Я сердечно поблагодарил семью, столько сделавшую для оказавшегося в беде старого человека. Потом я взял на руки мать. Когда-то это была рослая и – как принято говорить – видная женщина, а теперь она весила 35, самое большее – 40 килограммов. Я снес ее вниз по лестнице и усадил в машину.
Когда мы подъехали к границе Берлина, было уже темно. Столица магически притягивала к себе беженцев и всех тех, кто потерял семью и дом. Но из-за сильных разрушений в городе не имелось возможности обеспечить всем кров и пристанище. Поэтому на контрольных пунктах тщательно проверяли документы и были установлены строгие ограничения на въезд. В принципе в город могли въехать и жить там лишь те, кто жил в Берлине до окончания войны. Исключения допускались лишь по специальному разрешению.
Я забрал у матери ее документы, в которых последним постоянным местом ее жительства значился Бреслау. Я предупредил ее: в случае проверки документов она должна говорить, что потеряла свои документы где-то на дороге во время долгих странствий вместе с беженцами, а я скажу, что до войны она проживала вместе со мной в Берлине. Дело в том, объяснил я ей, что прежде всего нам обязательно надо проехать в Берлин. Все остальное мы выясним потом.
В Бисдорфе все было готово к приезду матери. Мы оборудовали для нее отдельную комнатку. Утром пришла
Врач – в то время она по договору обслуживала наших сотрудников – сразу же забрала мать в больницу. Там подтвердилось, что у нее тиф. Последствием этого явилась наряду с прочим основательная дезинфекция нашей квартиры и автомашины, в которой я привез мать.
Да, кризис болезни, казалось, уже миновал. Но истощение, вызванное голодом, мытарствами на дорогах и бесконечными переживаниями, да еще тиф грозили бедой. Для поправки требовалось время. Выздоровлению помогла, пожалуй, прежде всего пробудившаяся вновь воля к жизни.

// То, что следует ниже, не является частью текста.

// Copyright 2026 U.S. Federal Government (in countries where recognized)
// SPDX-License-Identifier: Apache-2.0

//! Configuration for the sync engine.

use std::time::Duration;

use crate::protocol;

/// Default NTP server.
pub const DEFAULT_SERVER: &str = "pool.ntp.org";

/// Default local UDP port the request socket is bound to.
pub const DEFAULT_LOCAL_PORT: u16 = 1337;

/// Default interval between successful synchronizations.
pub const DEFAULT_UPDATE_INTERVAL: Duration = Duration::from_secs(60);

/// Default interval before retrying after a sent request or a transient failure.
pub const DEFAULT_RETRY_INTERVAL: Duration = Duration::from_secs(10);

/// Default interval used once name resolution keeps failing.
pub const DEFAULT_ERROR_INTERVAL: Duration = Duration::from_secs(3600);

/// Consecutive resolution failures after which the engine switches to the
/// error interval.
pub const MAX_DNS_ERRORS: u32 = 10;

/// Configuration for a [`SyncEngine`](crate::SyncEngine).
///
/// ```
/// use std::time::Duration;
/// use ntp_coop::SyncConfig;
///
/// let config = SyncConfig::new("fr.pool.ntp.org")
///     .with_time_offset(3600)
///     .with_update_interval(Duration::from_secs(3600))
///     .with_retry_interval(Duration::from_secs(5))
///     .with_error_interval(Duration::from_secs(60));
/// assert_eq!(config.local_port, 1337);
/// ```
#[derive(Clone, Debug, Eq, PartialEq)]
pub struct SyncConfig {
    /// Server host name (or dotted-quad address).
    pub server: String,
    /// Server UDP port.
    pub server_port: u16,
    /// Local UDP port the socket is bound to.
    pub local_port: u16,
    /// Offset in seconds added to the synchronized time (time zone).
    pub time_offset: i32,
    /// Re-arm interval after a successful exchange.
    pub update_interval: Duration,
    /// Re-arm interval after a request was sent, or after a transient
    /// resolution failure.
    pub retry_interval: Duration,
    /// Re-arm interval once `max_dns_errors` consecutive resolution failures
    /// have occurred.
    pub error_interval: Duration,
    /// Number of consecutive resolution failures tolerated before switching to
    /// `error_interval`.
    pub max_dns_errors: u32,
}

impl SyncConfig {
    /// Creates a configuration for the given server with default intervals.
    pub fn new(server: impl Into<String>) -> Self {
        SyncConfig {
            server: server.into(),
            server_port: protocol::PORT,
            local_port: DEFAULT_LOCAL_PORT,
            time_offset: 0,
            update_interval: DEFAULT_UPDATE_INTERVAL,
            retry_interval: DEFAULT_RETRY_INTERVAL,
            error_interval: DEFAULT_ERROR_INTERVAL,
            max_dns_errors: MAX_DNS_ERRORS,
        }
    }

    /// Sets the server UDP port.
    pub fn with_server_port(mut self, port: u16) -> Self {
        self.server_port = port;
        self
    }

    /// Sets the local UDP port.
    pub fn with_local_port(mut self, port: u16) -> Self {
        self.local_port = port;
        self
    }

    /// Sets the time zone offset in seconds.
    pub fn with_time_offset(mut self, offset: i32) -> Self {
        self.time_offset = offset;
        self
    }

    /// Sets the interval between successful synchronizations.
    pub fn with_update_interval(mut self, interval: Duration) -> Self {
        self.update_interval = interval;
        self
    }

    /// Sets the retry interval.
    pub fn with_retry_interval(mut self, interval: Duration) -> Self {
        self.retry_interval = interval;
        self
    }

    /// Sets the interval used after repeated resolution failures.
    pub fn with_error_interval(mut self, interval: Duration) -> Self {
        self.error_interval = interval;
        self
    }

    /// Sets the number of consecutive resolution failures tolerated before
    /// switching to the error interval.
    pub fn with_max_dns_errors(mut self, max: u32) -> Self {
        self.max_dns_errors = max;
        self
    }
}

impl Default for SyncConfig {
    fn default() -> Self {
        Self::new(DEFAULT_SERVER)
    }
}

Через пять или шесть недель мать выписали из больницы, и она поселилась у нас в Бисдорфе. Поначалу она была очень слаба, однако тем не менее полна жажды деятельности. Она сразу же взяла во владение кухню и небольшой огород. Скоро она уже разводила кур и кроликов.
Расширившееся таким образом хозяйство требовало немало сил. Но когда кто-нибудь из членов семьи пытался облегчить ей труд и взять на себя хоть часть ее хлопот, мать упрямо отстаивала свои права хозяйки. Труд каждодневно укреплял ее убеждение, что она действительно нужна. Память ее полностью восстановилась.
После 1945 года, когда, истощенная до предела, больная тифом, она была на пороге смерти, мать вновь обрела волю к жизни и прожила еще 16 счастливых лет. В 1961 году, дожив до 77 лет, она уснула навеки. Мать спокойно, по-деловому рассказывала о своих переживаниях во время войны, регулярно читала «Берлинер цайтунг». Она считала своим наше социалистическое государство и сочла бы за личную обиду, если бы мы, скажем, ссылаясь на ее здоровье, не взяли бы ее с собой на выборы. Она всем сердцем ненавидела войну и фашизм.
Все эти 16 лет она была спокойна и уравновешенна. Лишь страх не найти дорогу домой не покидал ее, и она, как правило, не отходила одна от дома более чем на несколько сот метров. И когда она однажды без сопровождения все же отошла от дома несколько дальше, ее охватил страх, что ей вновь придется одной, покинутой всеми блуждать по дорогам.
Приглашение в комендатуру
Однажды я получил письменное приглашение явиться в советскую городскую комендатуру. Я не знал, в чем тут дело. Когда я явился в комендатуру, меня отвели в большую комнату, где находилось несколько военных, которые, как я скоро понял, думали, что напали на след военного преступника.
Один из советских товарищей, судя по всему – следователь, держал в руке письмо, полученное им, как он мне сказал, от какого-то гражданина. Последовали вопросы: кто я такой, чем занимаюсь. Затем следователь приступил к главному.
«Верно ли, гражданин Кегель, что вы работали в фашистском министерстве иностранных дел? Ответьте коротко – да или нет».
На этот вопрос я сказал «да».
«Верно ли, гражданин Кегель, что вы являлись членом НСДАП? Ответьте – да или нет».
«Да, – ответил я. – Но в этой связи я хотел бы предъявить один документ».